On one particular spring day, I decided to skip the bus walk home from work. It was a two hour trip across the outskirts of the city, in the beautiful evening sunlight and past many places I had never seen from the bus window. Kids played in the streets, people chatted on park benches, little shops sold vegetables and an old lady enjoyed the sunshine on her balcony. That afternoon, Barcelona seemed fundamentally real.

The scenic routeThe scenic route

Kicked out at the library.Kicked out at the library.

La vieja catalana.La vieja catalana.

Looking back at my photos, I remember how fascinated I was with that place and how it looked interesting during the day as it looked vivid at night or after the rain. It is really no wonder that Barcelona captures the world’s imagination like it does. When I made phone calls from the office, saying that I was calling from Barcelona”, people instantly seemed to pay more attention.

GreenGreen

La vista.La vista.

It wasn’t before April that the city experienced the full onslaught of visitors. Virtually over night, its center became full of crowds that had arrived by the busload, that queued in front of restaurants and subway stations, and clogged the city center with cameras in hand.

I was of course equally guilty of running around with a camera — but I had also been there long enough to see the city go from a reasonably regular place to a full-blown tourism theme park, as Bye Bye Barcelona” calls it.

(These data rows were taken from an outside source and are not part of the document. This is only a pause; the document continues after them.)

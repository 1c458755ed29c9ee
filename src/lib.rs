//! # loan-advisor
//!
//! Backend for a multilingual loan-advisory web app: user accounts and
//! profiles, a retrieval-augmented loan chat (text and voice), a community
//! feed, a personal expense log and an admin console that ingests PDFs
//! into the vector store.
//!
//! ## Architecture
//!
//! A chat message flows through one sequential pipeline:
//!
//! ```text
//!                     ┌──────────────┐
//!                     │ User message │   (voice: Sarvam speech-to-text first)
//!                     └──────┬───────┘
//!                            ▼
//!                ┌───────────────────────┐
//!                │ Detect language       │
//!                │ Translate to English  │
//!                └───────────┬───────────┘
//!                            ▼
//!                ┌───────────────────────┐
//!                │ Rephrase + classify   │
//!                │ intent                │
//!                └───────────┬───────────┘
//!                            ▼
//!                ┌───────────────────────┐
//!                │ Embed query           │
//!                └───────────┬───────────┘
//!               ┌────────────┴────────────┐
//!               ▼                         ▼
//!      ┌─────────────────┐      ┌──────────────────┐
//!      │ User_<id> (k=1) │      │ Admin (k=10)     │
//!      │ profile text    │      │ loan guidance    │
//!      └────────┬────────┘      └────────┬─────────┘
//!               └────────────┬───────────┘
//!                            ▼
//!                ┌───────────────────────┐
//!                │ LLM answer            │
//!                │ (or canned small talk)│
//!                └───────────┬───────────┘
//!                            ▼
//!                ┌───────────────────────┐
//!                │ Translate back        │
//!                │ Render HTML / TTS     │
//!                └───────────────────────┘
//! ```
//!
//! ## Module Overview
//!
//! - [`config`] - Environment-based configuration
//! - [`store`] - JSON-file document collections (users, posts, expenses, admins)
//! - [`auth`] - Password hashing, JWTs and the `AuthUser` / `AdminUser` extractors
//! - [`language`] - Language detection and speech-service language codes
//! - [`speech`] - Sarvam translation, speech-to-text and text-to-speech client
//! - [`llm`] - Embeddings, completions and prompt templates (Gemini, Ollama, OpenAI)
//! - [`vectors`] - Local or Weaviate vector storage
//! - [`advisor`] - The chat pipeline, intent rules and HTML formatting
//! - [`api`] - Axum HTTP handlers
//! - [`state`] - Shared application state

pub mod advisor;
pub mod api;
pub mod auth;
pub mod chunking;
pub mod config;
pub mod error;
pub mod language;
pub mod llm;
pub mod loan_model;
pub mod models;
pub mod pdf;
pub mod speech;
pub mod state;
pub mod store;
pub mod vectors;

use axum::extract::DefaultBodyLimit;
use axum::routing::{get, post, put};
use axum::Router;
use tower_http::cors::CorsLayer;
use tower_http::services::ServeDir;
use tower_http::trace::TraceLayer;

use state::AppState;

/// Build the HTTP router over `state`.
pub fn app(state: AppState) -> Router {
    let uploads = ServeDir::new(state.config.uploads_dir());
    let body_limit = state.config.max_upload_bytes();

    Router::new()
        .route("/", get(api::root))
        .route("/api/debug-db", get(api::debug_db))
        .route("/api/config", get(api::get_config))
        // Accounts and profile
        .route("/api/register", post(api::auth::register))
        .route("/api/login", post(api::auth::login))
        .route("/api/profile", put(api::profile::update_profile))
        .route("/api/user-details", get(api::profile::user_details))
        .route("/api/loan-eligibility", post(api::profile::loan_eligibility))
        .route("/api/predict-loan-safety", post(api::profile::predict_loan_safety))
        .route(
            "/api/profile/expenses",
            get(api::expenses::list_expenses).post(api::expenses::create_expense),
        )
        .route(
            "/api/profile/expenses/{id}",
            put(api::expenses::update_expense).delete(api::expenses::delete_expense),
        )
        // Community
        .route(
            "/api/community",
            get(api::community::list_posts).post(api::community::create_post),
        )
        .route("/api/community/{id}/like", post(api::community::like_post))
        .route("/api/community/{id}/dislike", post(api::community::dislike_post))
        // Chat
        .route("/api/chat", post(api::chat::chat))
        .route("/api/voice-chat", post(api::chat::voice_chat))
        // Admin console
        .route("/api/setup-admin", post(api::admin::setup_admin))
        .route("/admin/api/signup", post(api::admin::signup))
        .route("/admin/api/login", post(api::admin::login))
        .route("/admin/api/upload", post(api::admin::upload_pdf))
        .route("/admin/api/generate-post", get(api::admin::generate_post))
        .route("/admin/api/posts", post(api::admin::create_post))
        .route(
            "/admin/api/collections/{name}/count",
            get(api::admin::collection_count),
        )
        .route("/admin/api/config", put(api::admin::update_config))
        .nest_service("/uploads", uploads)
        .layer(DefaultBodyLimit::max(body_limit))
        .layer(CorsLayer::permissive())
        .layer(TraceLayer::new_for_http())
        .with_state(state)
}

According to the film, this transformations has intensified over the past few years. In 2014, Barcelona is expecting eight million tourists, an amount that vastly outnumbers the roughly one million city inhabitants. City folks point out that certain places — like the iconic Rambla or Park Güell — have (in their words) been lost” to the tourists.

These places are no longer visited by the locals because they are too overrun by tourists and cater exclusively to them. That point resonated with me for a number of reasons.

In many places, I have seen tourism transform a place into the lowest common denominator. Visitors want different things — and the industry is exceptional at providing it by sanding down a given destination’s edges, filling its gaps with souvenir shops and unauthentic food.

It turns the real into the fake, preserves an agreed-upon state and thereby makes these places fundamentally uninteresting. The late David Foster Wallace once described tourism as follows:

It is to spoil, by way of sheer ontology, the very unspoiltness you are there to experience. It is to impose yourself on places that in all noneconomic ways would be better, realer, without you. It is, in lines and gridlock and transaction after transaction, to confront a dimension of yourself that is as inescapable as it is painful: As a tourist, you become economically significant but existentially loathsome, an insect on a dead thing.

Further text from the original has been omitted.